Improved in vitro blood compatibility of polycaprolactone nanowire surfaces.

Abstract

There are a multitude of polymeric materials currently utilized to prepare a variety of blood-contacting implantable medical devices. These devices include tissue grafts, coronary artery and vascular stents, and orthopedic implants. The thrombogenic nature of such materials can cause serious complications in patients, and ultimately lead to functional failure. To date, there is no truly hemocompatible biomaterial surface. Nanostructured surfaces improve cellular interactions but there is a limited amount of information regarding their blood compatibility. In this study, the in vitro blood compatibility of four different surfaces (control, PCL; nanowire, NW; collagen immobilized control, cPCL; collagen immobilized nanowire, cNW) were investigated for their use as interfaces for blood-contacting implants.
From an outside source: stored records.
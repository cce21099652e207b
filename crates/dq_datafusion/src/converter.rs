//! Type conversion between Arrow and dataset types.

use arrow_array::cast::AsArray;
use arrow_array::types::{
    Date32Type, Date64Type, Float32Type, Float64Type, Int8Type, Int16Type, Int32Type, Int64Type,
    UInt8Type, UInt16Type, UInt32Type, UInt64Type,
};
use arrow_array::{Array, ArrayRef, ArrowPrimitiveType, RecordBatch};
use arrow_schema::{DataType, Schema};
use dq_core::{ColumnSpec, ColumnType};
use dq_validator::{DataRow, DataSet, DataValue, ProviderError};
use tracing::warn;

/// Maps an Arrow type to the dataset column type.
///
/// Types without a counterpart map to [`ColumnType::Unsupported`], so the
/// schema check reports them as a type mismatch of the declared column.
pub fn arrow_type_to_column_type(data_type: &DataType) -> ColumnType {
    match data_type {
        DataType::Boolean => ColumnType::Boolean,
        DataType::Int8
        | DataType::Int16
        | DataType::Int32
        | DataType::Int64
        | DataType::UInt8
        | DataType::UInt16
        | DataType::UInt32
        | DataType::UInt64 => ColumnType::Int64,
        DataType::Float32 | DataType::Float64 => ColumnType::Float64,
        DataType::Utf8 | DataType::LargeUtf8 | DataType::Utf8View => ColumnType::String,
        DataType::Date32 | DataType::Date64 => ColumnType::Date,
        DataType::Null => ColumnType::Null,
        _ => ColumnType::Unsupported,
    }
}

/// Declares one dataset column per Arrow field.
pub fn schema_to_columns(schema: &Schema) -> Vec<ColumnSpec> {
    schema
        .fields()
        .iter()
        .map(|field| ColumnSpec::new(field.name(), arrow_type_to_column_type(field.data_type())))
        .collect()
}

/// Converts record batches into a dataset with the columns of `schema`.
///
/// The schema is passed separately so that a table without rows still
/// declares its columns.
pub fn batches_to_dataset(schema: &Schema, batches: &[RecordBatch]) -> Result<DataSet, ProviderError> {
    let mut dataset = DataSet::with_columns(schema_to_columns(schema));

    for batch in batches {
        let batch_schema = batch.schema();
        let columns = batch
            .columns()
            .iter()
            .zip(batch_schema.fields())
            .map(|(array, field)| Ok((field.name().clone(), array_to_values(array, field.name())?)))
            .collect::<Result<Vec<_>, ProviderError>>()?;

        for row_idx in 0..batch.num_rows() {
            let row: DataRow = columns
                .iter()
                .map(|(name, values)| (name.clone(), values[row_idx].clone()))
                .collect();
            dataset.add_row(row);
        }
    }

    Ok(dataset)
}

/// Converts every value of an Arrow array.
pub fn array_to_values(array: &ArrayRef, column: &str) -> Result<Vec<DataValue>, ProviderError> {
    match array.data_type() {
        DataType::Boolean => {
            let typed = array
                .as_boolean_opt()
                .ok_or_else(|| downcast_error(column, array.data_type()))?;
            Ok(typed
                .iter()
                .map(|v| v.map(DataValue::Bool).unwrap_or(DataValue::Null))
                .collect())
        }
        DataType::Int8 => primitive::<Int8Type>(array, column, |v| DataValue::Int(v.into())),
        DataType::Int16 => primitive::<Int16Type>(array, column, |v| DataValue::Int(v.into())),
        DataType::Int32 => primitive::<Int32Type>(array, column, |v| DataValue::Int(v.into())),
        DataType::Int64 => primitive::<Int64Type>(array, column, DataValue::Int),
        DataType::UInt8 => primitive::<UInt8Type>(array, column, |v| DataValue::Int(v.into())),
        DataType::UInt16 => primitive::<UInt16Type>(array, column, |v| DataValue::Int(v.into())),
        DataType::UInt32 => primitive::<UInt32Type>(array, column, |v| DataValue::Int(v.into())),
        DataType::UInt64 => {
            let typed = array
                .as_primitive_opt::<UInt64Type>()
                .ok_or_else(|| downcast_error(column, array.data_type()))?;
            typed
                .iter()
                .map(|v| match v {
                    None => Ok(DataValue::Null),
                    Some(v) => i64::try_from(v).map(DataValue::Int).map_err(|_| {
                        ProviderError::conversion(column, format!("{} does not fit in int64", v))
                    }),
                })
                .collect()
        }
        DataType::Float32 => primitive::<Float32Type>(array, column, |v| DataValue::Float(v.into())),
        DataType::Float64 => primitive::<Float64Type>(array, column, DataValue::Float),
        DataType::Utf8 => {
            let typed = array
                .as_string_opt::<i32>()
                .ok_or_else(|| downcast_error(column, array.data_type()))?;
            Ok(typed.iter().map(string_value).collect())
        }
        DataType::LargeUtf8 => {
            let typed = array
                .as_string_opt::<i64>()
                .ok_or_else(|| downcast_error(column, array.data_type()))?;
            Ok(typed.iter().map(string_value).collect())
        }
        DataType::Utf8View => {
            let typed = array
                .as_string_view_opt()
                .ok_or_else(|| downcast_error(column, array.data_type()))?;
            Ok(typed.iter().map(string_value).collect())
        }
        DataType::Date32 => {
            let typed = array
                .as_primitive_opt::<Date32Type>()
                .ok_or_else(|| downcast_error(column, array.data_type()))?;
            (0..typed.len())
                .map(|i| date_value(typed.is_null(i), typed.value_as_date(i), column))
                .collect()
        }
        DataType::Date64 => {
            let typed = array
                .as_primitive_opt::<Date64Type>()
                .ok_or_else(|| downcast_error(column, array.data_type()))?;
            (0..typed.len())
                .map(|i| date_value(typed.is_null(i), typed.value_as_date(i), column))
                .collect()
        }
        other => {
            warn!(column, data_type = %other, "Unsupported Arrow type, reading as null");
            Ok(vec![DataValue::Null; array.len()])
        }
    }
}

fn primitive<T: ArrowPrimitiveType>(
    array: &ArrayRef,
    column: &str,
    convert: impl Fn(T::Native) -> DataValue,
) -> Result<Vec<DataValue>, ProviderError> {
    let typed = array
        .as_primitive_opt::<T>()
        .ok_or_else(|| downcast_error(column, array.data_type()))?;
    Ok(typed
        .iter()
        .map(|v| v.map(&convert).unwrap_or(DataValue::Null))
        .collect())
}

fn string_value(value: Option<&str>) -> DataValue {
    value.map(DataValue::from).unwrap_or(DataValue::Null)
}

fn date_value(
    is_null: bool,
    date: Option<chrono::NaiveDate>,
    column: &str,
) -> Result<DataValue, ProviderError> {
    if is_null {
        return Ok(DataValue::Null);
    }
    date.map(DataValue::Date)
        .ok_or_else(|| ProviderError::conversion(column, "date out of range"))
}

fn downcast_error(column: &str, data_type: &DataType) -> ProviderError {
    ProviderError::conversion(column, format!("failed to downcast {} array", data_type))
}
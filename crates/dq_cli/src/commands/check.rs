use anyhow::{Context, Result};
use dq_core::SourceConfig;
use dq_parser::parse_file;
use dq_validator::RuleSet;
use serde_json::json;
use std::path::Path;
use tracing::info;

use crate::{OutputFormat, output};

pub fn execute(config_path: &str, format: OutputFormat) -> Result<()> {
    info!("Checking config: {}", config_path);

    let config = parse_file(Path::new(config_path))
        .with_context(|| format!("Failed to parse config file: {}", config_path))?;
    let rule_set = RuleSet::from_config(&config.rules).context("Failed to build rule set")?;

    let source = match &config.source {
        SourceConfig::Fixture { rows: None } => "fixture (sample row)".to_string(),
        SourceConfig::Fixture { rows: Some(rows) } => format!("fixture ({} rows)", rows.len()),
        SourceConfig::Live(live) => format!("live {} ({:?} at {})", live.table, live.format, live.path),
    };
    let current_date = config
        .current_date
        .map(|d| d.to_string())
        .unwrap_or_else(|| "today (UTC)".to_string());

    if format == OutputFormat::Json {
        let summary = json!({
            "name": config.name,
            "source": source,
            "current_date": current_date,
            "rules": rule_set.names(),
        });
        println!("{}", serde_json::to_string_pretty(&summary)?);
        return Ok(());
    }

    output::print_success("Config is valid");

    println!("\nConfig Summary:");
    println!("  Name:         {}", config.name);
    println!("  Source:       {}", source);
    println!("  Current date: {}", current_date);
    println!("  Rules:        {}", rule_set.len());
    for rule in rule_set.iter() {
        println!("    - {}: {}", rule.name(), rule.reason());
    }

    Ok(())
}
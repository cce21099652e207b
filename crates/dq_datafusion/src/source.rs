//! Live table source backed by a DataFusion session.

use crate::LiveSourceError;
use crate::converter::batches_to_dataset;
use datafusion::catalog::{CatalogProvider, MemorySchemaProvider};
use datafusion::common::TableReference;
use datafusion::prelude::{CsvReadOptions, NdJsonReadOptions, ParquetReadOptions, SessionContext};
use dq_core::{LiveSourceConfig, TableFormat};
use dq_validator::{DataSet, DatasetProvider, ProviderError};
use std::future::Future;
use std::sync::Arc;
use tracing::{debug, info};

/// Reads a table registered in an injected [`SessionContext`].
///
/// The session is owned by the caller: registering tables, object stores or
/// catalogs happens before the source is created.
#[derive(Clone)]
pub struct LiveSource {
    ctx: SessionContext,
    table: String,
}

impl LiveSource {
    pub fn new(ctx: SessionContext, table: impl Into<String>) -> Self {
        Self {
            ctx,
            table: table.into(),
        }
    }

    pub fn table(&self) -> &str {
        &self.table
    }

    async fn read(&self) -> Result<DataSet, ProviderError> {
        let table = TableReference::parse_str(&self.table);

        let frame = self
            .ctx
            .table(table)
            .await
            .map_err(|e| ProviderError::unavailable(&self.table, e.to_string()))?;
        let schema = frame.schema().as_arrow().clone();

        let batches = frame
            .collect()
            .await
            .map_err(|e| ProviderError::read(&self.table, e.to_string()))?;

        let dataset = batches_to_dataset(&schema, &batches)?;
        info!(
            table = %self.table,
            rows = dataset.len(),
            batches = batches.len(),
            "Loaded live table"
        );
        Ok(dataset)
    }
}

impl std::fmt::Debug for LiveSource {
    fn fmt(&self, f: &mut std::fmt::Formatter<'_>) -> std::fmt::Result {
        f.debug_struct("LiveSource")
            .field("session_id", &self.ctx.session_id())
            .field("table", &self.table)
            .finish()
    }
}

impl DatasetProvider for LiveSource {
    fn describe(&self) -> String {
        format!("live table '{}'", self.table)
    }

    fn load(&self) -> impl Future<Output = Result<DataSet, ProviderError>> + Send {
        self.read()
    }
}

/// Registers the table file described by `config` in `ctx`.
///
/// A schema-qualified name such as `weather_silver.daily` gets its schema
/// created in the catalog when it does not exist yet.
pub async fn register_table(
    ctx: &SessionContext,
    config: &LiveSourceConfig,
) -> Result<(), LiveSourceError> {
    let table = TableReference::parse_str(&config.table);
    ensure_schema(ctx, &table)?;

    match config.format {
        TableFormat::Csv => {
            ctx.register_csv(table, &config.path, CsvReadOptions::new())
                .await?
        }
        TableFormat::Parquet => {
            ctx.register_parquet(table, &config.path, ParquetReadOptions::default())
                .await?
        }
        TableFormat::Json => {
            ctx.register_json(table, &config.path, NdJsonReadOptions::default())
                .await?
        }
    }

    info!(
        table = %config.table,
        path = %config.path,
        format = ?config.format,
        "Registered live table"
    );
    Ok(())
}

fn ensure_schema(ctx: &SessionContext, table: &TableReference) -> Result<(), LiveSourceError> {
    let Some(schema_name) = table.schema() else {
        return Ok(());
    };

    let catalog_name = match table.catalog() {
        Some(name) => name.to_string(),
        None => ctx.state().config_options().catalog.default_catalog.clone(),
    };
    let catalog = ctx
        .catalog(&catalog_name)
        .ok_or_else(|| LiveSourceError::UnknownCatalog(catalog_name.clone()))?;

    if catalog.schema(schema_name).is_none() {
        catalog.register_schema(schema_name, Arc::new(MemorySchemaProvider::new()))?;
        debug!(catalog = %catalog_name, schema = schema_name, "Created schema");
    }
    Ok(())
}

/// Builds a fresh session with the configured table registered.
pub async fn session_for(config: &LiveSourceConfig) -> Result<SessionContext, LiveSourceError> {
    let ctx = SessionContext::new();
    register_table(&ctx, config).await?;
    Ok(ctx)
}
The results presented here indicate enhanced in vitro blood compatibility of nanowire surfaces compared control surfaces. Although there were no significant differences in leukocyte adhesion, there was a decrease in platelet adhesion on NW surfaces. Scanning electron microscopy images showed a decrease in platelet/leukocyte complexes on cNW surfaces and no apparent complexes were formed on NW surfaces compared to PCL and cPCL surfaces. The increase in these complexes likely contributed to a higher expression of specific markers for platelet and leukocyte activation on PCL and cPCL surfaces. No significant differences were found in contact and complement activation on any surface. Further, thrombin antithrombin complexes were significantly reduced on NW surfaces. A significant increase in hemolysis and fibrinogen adsorption was identified on PCL surfaces likely caused by its hydrophobic surface. This work shows the improved blood-compatibility of nanostructured surfaces, identifying this specific nanoarchitecture as a potential interface for promoting the long-term success of blood-contacting biomaterials.